Suppose (xm+a),(ym+b) is a point in the dataset 

E(xi,yi) = sum of squared distances of all points from (xi,yi) 

E(xm,ym) = k because it is the mean. 

E(xm+a,ym+b) = summation => (xi-(xm+a))^2 + (yi-(ym+b))^2 

      = summation => ((xi-xm)-a)^2 + ((yi-ym)-b)^2 

      = summation => (xi-xm)^2 + (yi-ym)^2 + a^2 + b^2 - 2a*(xi-xm) - 2b*(yi-ym) 

      = summation => (xi-xm)^2 + (yi-ym)^2 + summation => a^2 + b^2 +..... 

    summation => (xi-xm)^2 + (yi-ym)^2 = E(xm,ym) = k 

Hence 

E(a,b) = summation => a^2 + b^2 - 2a*(xi-xm) - 2b*(yi-ym) 

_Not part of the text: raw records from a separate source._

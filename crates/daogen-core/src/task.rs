// SPDX-FileCopyrightText: 2025-2026 RAprogramm <andrey.rozanov.vl@gmail.com>
// SPDX-License-Identifier: MIT

//! Suspension-based calls with callback delivery.
//!
//! [`launch`] runs a body on the background executor and reports the
//! outcome through a [`TransactionCallback`] on the dispatcher runtime.
//!
//! # Lifecycle
//!
//! 1. A [`CancellationHandle`] is created and handed to
//!    [`TransactionCallback::on_cancellable`] before anything is scheduled.
//! 2. The task starts on the dispatcher. If cancellation was requested by
//!    then, the body never runs and no further callback is made.
//! 3. The body runs on the blocking pool. The handle is disarmed once it
//!    returns, so a later cancel is a no-op.
//! 4. Exactly one of [`on_success`](TransactionCallback::on_success) or
//!    [`on_failure`](TransactionCallback::on_failure) is called. Failures
//!    carry [`TASK_FAILURE_CODE`] and the error message and are never
//!    propagated further.
//!
//! Cancellation during step 3 is cooperative: the body observes it at its
//! next checkpoint and reports a failure.

use std::sync::Arc;

use tracing::debug;

use crate::{
    cancel::{CancellationHandle, CancellationSignal},
    database::Database,
    error::DaoError
};

/// Code passed to [`TransactionCallback::on_failure`] for every failure.
pub const TASK_FAILURE_CODE: i32 = 404;

/// Receiver of a suspension-based call's lifecycle events.
pub trait TransactionCallback<T>: Send + Sync {
    /// Called once, before the call is scheduled.
    fn on_cancellable(&self, handle: CancellationHandle);

    /// Called with the result of a successful call.
    fn on_success(&self, value: T);

    /// Called when the call failed.
    fn on_failure(&self, code: i32, message: String);
}

/// Schedule `body` and report its outcome to `callback`.
///
/// With `in_transaction` the body runs inside
/// [`Database::run_in_transaction`].
pub fn launch<T, F>(
    db: &Arc<Database>,
    in_transaction: bool,
    callback: Arc<dyn TransactionCallback<T>>,
    body: F
) where
    T: Send + 'static,
    F: FnOnce(&CancellationSignal) -> Result<T, DaoError> + Send + 'static
{
    let signal = CancellationSignal::new();
    let handle = CancellationHandle::new({
        let signal = signal.clone();
        move || signal.cancel()
    });
    callback.on_cancellable(handle.clone());

    let dispatcher = match db.dispatcher() {
        Ok(dispatcher) => dispatcher,
        Err(err) => {
            handle.disarm();
            callback.on_failure(TASK_FAILURE_CODE, err.to_string());
            return;
        }
    };
    let executor = db.executor().unwrap_or_else(|_| dispatcher.clone());
    let db = Arc::clone(db);

    dispatcher.spawn(async move {
        if signal.is_cancelled() {
            debug!("suspended call cancelled before start");
            handle.disarm();
            return;
        }

        let task_signal = signal.clone();
        let outcome = executor
            .spawn_blocking(move || {
                task_signal.throw_if_cancelled()?;
                if in_transaction {
                    db.run_in_transaction(|| body(&task_signal))
                } else {
                    body(&task_signal)
                }
            })
            .await;
        handle.disarm();

        match outcome.map_err(DaoError::from).and_then(|result| result) {
            Ok(value) => callback.on_success(value),
            Err(err) => {
                debug!(error = %err, "suspended call failed");
                callback.on_failure(TASK_FAILURE_CODE, err.to_string());
            }
        }
    });
}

as a,b are constant in summation 

E(a,b) = (a^2+b^2)*N - 2a*(summation=>(xi-xm)) - 2b*(summation=>(yi-ym)) 

summation=>(xi-xm) = 0 
summation=>(y1-ym) = 0 

E(a,b) = a^2 + b^2 

Now to get green point which will minimize E(a,b) 

a = xk-xm 
b = yk-ym 

find (xp,yp)=>minimum{E(a,b)} among all (xk,yk) 

summation=>(xi-xm) and summation=>(yi-ym) can be found in O(N) after finding mean 

hence E(a,b) can be found in O(1) and (xp,yp) in O(N)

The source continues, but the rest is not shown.